= Beginning of Section =

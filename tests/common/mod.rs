//! 集成测试公共工具
//!
//! 每个测试使用独立的内存 SQLite 数据库和临时上传目录。

#![allow(dead_code)]

use std::sync::Arc;
use std::sync::atomic::{AtomicBool, Ordering};

use actix_web::cookie::Cookie;
use actix_web::dev::ServiceResponse;
use actix_web::http::header;
use actix_web::test::TestRequest;
use actix_web::web;
use tempfile::TempDir;

use edustream::config::{AppConfig, DatabaseConfig};
use edustream::errors::Result;
use edustream::models::{
    classes::{entities::Class, requests::CreateClassRequest},
    enrollments::entities::Enrollment,
    materials::{entities::Material, requests::CreateMaterialRequest},
    users::{entities::User, requests::CreateUserRequest},
};
use edustream::routes::app_configurator;
use edustream::storage::sea_orm_storage::SeaOrmStorage;
use edustream::storage::{Storage, UploadStore};
use edustream::utils::Flash;

pub const PASSWORD: &str = "correct horse battery staple";

const BOUNDARY: &str = "----edustream-test-boundary";

pub struct TestContext {
    /// 直接访问数据库，不受 `hide_existing_rows` 影响
    pub storage: Arc<dyn Storage>,
    pub uploads: UploadStore,
    hide_rows: Arc<AtomicBool>,
    // 生命周期内保留临时目录
    _dir: TempDir,
}

impl TestContext {
    pub async fn new() -> Self {
        let config = DatabaseConfig {
            url: ":memory:".to_string(),
            pool_size: 1,
            timeout: 10,
        };
        let storage = SeaOrmStorage::connect(&config)
            .await
            .expect("in-memory database should start");
        let dir = tempfile::tempdir().expect("temp dir");
        let uploads = UploadStore::new(dir.path().join("uploads"));

        Self {
            storage: Arc::new(storage),
            uploads,
            hide_rows: Arc::new(AtomicBool::new(false)),
            _dir: dir,
        }
    }

    /// 应用内的存在性查询一律返回空，模拟两个并发请求都通过了预检查
    pub fn hide_existing_rows(&self, hide: bool) {
        self.hide_rows.store(hide, Ordering::SeqCst);
    }

    pub fn with_max_upload_size(mut self, max_size: usize) -> Self {
        self.uploads = self.uploads.with_max_size(max_size);
        self
    }

    pub fn configurator(&self) -> impl Fn(&mut web::ServiceConfig) + Clone {
        let storage: Arc<dyn Storage> = Arc::new(StaleLookups {
            inner: self.storage.clone(),
            hide: self.hide_rows.clone(),
        });
        app_configurator(storage, self.uploads.clone())
    }

    pub async fn user(&self, username: &str) -> User {
        self.storage
            .get_user_by_username(username)
            .await
            .unwrap()
            .unwrap_or_else(|| panic!("user {username} should exist"))
    }

    pub async fn classes_of(&self, teacher: &str) -> Vec<Class> {
        let teacher = self.user(teacher).await;
        self.storage
            .list_classes_by_teacher(teacher.id, false)
            .await
            .unwrap()
    }

    /// 上传目录中的文件数量
    pub fn stored_file_count(&self) -> usize {
        std::fs::read_dir(self.uploads.dir())
            .map(|entries| entries.count())
            .unwrap_or(0)
    }
}

/// 可以让预检查查询落空的存储包装，其余操作原样转发
struct StaleLookups {
    inner: Arc<dyn Storage>,
    hide: Arc<AtomicBool>,
}

impl StaleLookups {
    fn hiding(&self) -> bool {
        self.hide.load(Ordering::SeqCst)
    }
}

#[async_trait::async_trait]
impl Storage for StaleLookups {
    async fn create_user(&self, user: CreateUserRequest) -> Result<User> {
        self.inner.create_user(user).await
    }

    async fn get_user_by_username(&self, username: &str) -> Result<Option<User>> {
        if self.hiding() {
            return Ok(None);
        }
        self.inner.get_user_by_username(username).await
    }

    async fn get_user_by_email(&self, email: &str) -> Result<Option<User>> {
        if self.hiding() {
            return Ok(None);
        }
        self.inner.get_user_by_email(email).await
    }

    async fn create_class(&self, class: CreateClassRequest) -> Result<Class> {
        self.inner.create_class(class).await
    }

    async fn get_class_by_id(&self, class_id: i64) -> Result<Option<Class>> {
        self.inner.get_class_by_id(class_id).await
    }

    async fn list_classes_by_teacher(
        &self,
        teacher_id: i64,
        newest_first: bool,
    ) -> Result<Vec<Class>> {
        self.inner.list_classes_by_teacher(teacher_id, newest_first).await
    }

    async fn list_classes_not_enrolled(&self, student_id: i64) -> Result<Vec<Class>> {
        self.inner.list_classes_not_enrolled(student_id).await
    }

    async fn start_class(&self, class_id: i64) -> Result<Option<Class>> {
        self.inner.start_class(class_id).await
    }

    async fn create_enrollment(&self, student_id: i64, class_id: i64) -> Result<Enrollment> {
        self.inner.create_enrollment(student_id, class_id).await
    }

    async fn get_enrollment(&self, student_id: i64, class_id: i64) -> Result<Option<Enrollment>> {
        if self.hiding() {
            return Ok(None);
        }
        self.inner.get_enrollment(student_id, class_id).await
    }

    async fn list_enrollments_by_student(
        &self,
        student_id: i64,
    ) -> Result<Vec<(Enrollment, Class)>> {
        self.inner.list_enrollments_by_student(student_id).await
    }

    async fn create_material(&self, material: CreateMaterialRequest) -> Result<Material> {
        self.inner.create_material(material).await
    }

    async fn list_materials_by_class(&self, class_id: i64) -> Result<Vec<Material>> {
        self.inner.list_materials_by_class(class_id).await
    }

    async fn list_recent_materials_by_teacher(
        &self,
        teacher_id: i64,
        limit: u64,
    ) -> Result<Vec<Material>> {
        self.inner
            .list_recent_materials_by_teacher(teacher_id, limit)
            .await
    }

    async fn get_material_by_filename(&self, filename: &str) -> Result<Option<Material>> {
        self.inner.get_material_by_filename(filename).await
    }
}

/// 初始化完整的应用服务
macro_rules! init_app {
    ($ctx:expr) => {
        actix_web::test::init_service(actix_web::App::new().configure($ctx.configurator())).await
    };
}

/// 注册并登录，返回会话 cookie
macro_rules! sign_up {
    ($app:expr, $username:expr, $role:expr) => {{
        let resp = actix_web::test::call_service(
            &$app,
            common::register_request($username, $role).to_request(),
        )
        .await;
        assert_eq!(
            common::flash_message(&resp).as_deref(),
            Some("Registration successful! Please login.")
        );
        let resp = actix_web::test::call_service(
            &$app,
            common::login_request($username, common::PASSWORD).to_request(),
        )
        .await;
        common::session_cookie(&resp).expect("login should set a session cookie")
    }};
}

pub fn register_form(username: &str, email: &str, role: &str) -> TestRequest {
    TestRequest::post().uri("/register").set_form([
        ("username", username),
        ("email", email),
        ("password", PASSWORD),
        ("role", role),
    ])
}

pub fn register_request(username: &str, role: &str) -> TestRequest {
    let email = format!("{username}@example.com");
    register_form(username, &email, role)
}

pub fn login_request(username: &str, password: &str) -> TestRequest {
    TestRequest::post()
        .uri("/login")
        .set_form([("username", username), ("password", password)])
}

pub fn get(uri: &str, session: &Cookie<'static>) -> TestRequest {
    TestRequest::get().uri(uri).cookie(session.clone())
}

pub fn create_class_request(
    session: &Cookie<'static>,
    title: &str,
    scheduled_time: &str,
) -> TestRequest {
    TestRequest::post()
        .uri("/create_class")
        .cookie(session.clone())
        .set_form([
            ("title", title),
            ("description", "An introduction"),
            ("scheduled_time", scheduled_time),
            ("duration", "60"),
        ])
}

/// 构造 multipart 上传请求
pub fn upload_request(
    session: &Cookie<'static>,
    class_id: i64,
    title: &str,
    file: Option<(&str, &[u8])>,
) -> TestRequest {
    let mut body = Vec::new();
    for (name, value) in [("title", title), ("description", "Week 1")] {
        body.extend_from_slice(
            format!(
                "--{BOUNDARY}\r\nContent-Disposition: form-data; name=\"{name}\"\r\n\r\n{value}\r\n"
            )
            .as_bytes(),
        );
    }
    if let Some((filename, data)) = file {
        body.extend_from_slice(
            format!(
                "--{BOUNDARY}\r\nContent-Disposition: form-data; name=\"file\"; filename=\"{filename}\"\r\nContent-Type: application/octet-stream\r\n\r\n"
            )
            .as_bytes(),
        );
        body.extend_from_slice(data);
        body.extend_from_slice(b"\r\n");
    }
    body.extend_from_slice(format!("--{BOUNDARY}--\r\n").as_bytes());

    TestRequest::post()
        .uri(&format!("/upload_material/{class_id}"))
        .cookie(session.clone())
        .insert_header((
            header::CONTENT_TYPE,
            format!("multipart/form-data; boundary={BOUNDARY}"),
        ))
        .set_payload(body)
}

fn cookie_named<B>(resp: &ServiceResponse<B>, name: &str) -> Option<Cookie<'static>> {
    resp.response()
        .cookies()
        .find(|c| c.name() == name)
        .map(|c| c.into_owned())
}

/// 响应中设置的非空会话 cookie
pub fn session_cookie<B>(resp: &ServiceResponse<B>) -> Option<Cookie<'static>> {
    cookie_named(resp, &AppConfig::get().session.cookie_name).filter(|c| !c.value().is_empty())
}

/// 响应中是否清除了会话 cookie
pub fn clears_session<B>(resp: &ServiceResponse<B>) -> bool {
    cookie_named(resp, &AppConfig::get().session.cookie_name)
        .is_some_and(|c| c.value().is_empty())
}

/// 解码响应设置的闪现消息
pub fn flash_message<B>(resp: &ServiceResponse<B>) -> Option<String> {
    let cookie = cookie_named(resp, edustream::utils::session::FLASH_COOKIE)?;
    let req = TestRequest::default().cookie(cookie).to_http_request();
    Flash::from_request(&req)
}

pub fn location<B>(resp: &ServiceResponse<B>) -> Option<String> {
    resp.headers()
        .get(header::LOCATION)
        .and_then(|v| v.to_str().ok())
        .map(|s| s.to_string())
}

= End of Section =

Work instructions:
Starting at the top of the listing above, repeat every line exactly until the line that contains "use actix_web::web;" has been repeated too.

Solved problem:
filename tests/common/mod.rs
//! 集成测试公共工具
//!
//! 每个测试使用独立的内存 SQLite 数据库和临时上传目录。

#![allow(dead_code)]

use std::sync::Arc;
use std::sync::atomic::{AtomicBool, Ordering};

use actix_web::cookie::Cookie;
use actix_web::dev::ServiceResponse;
use actix_web::http::header;
use actix_web::test::TestRequest;
use actix_web::web;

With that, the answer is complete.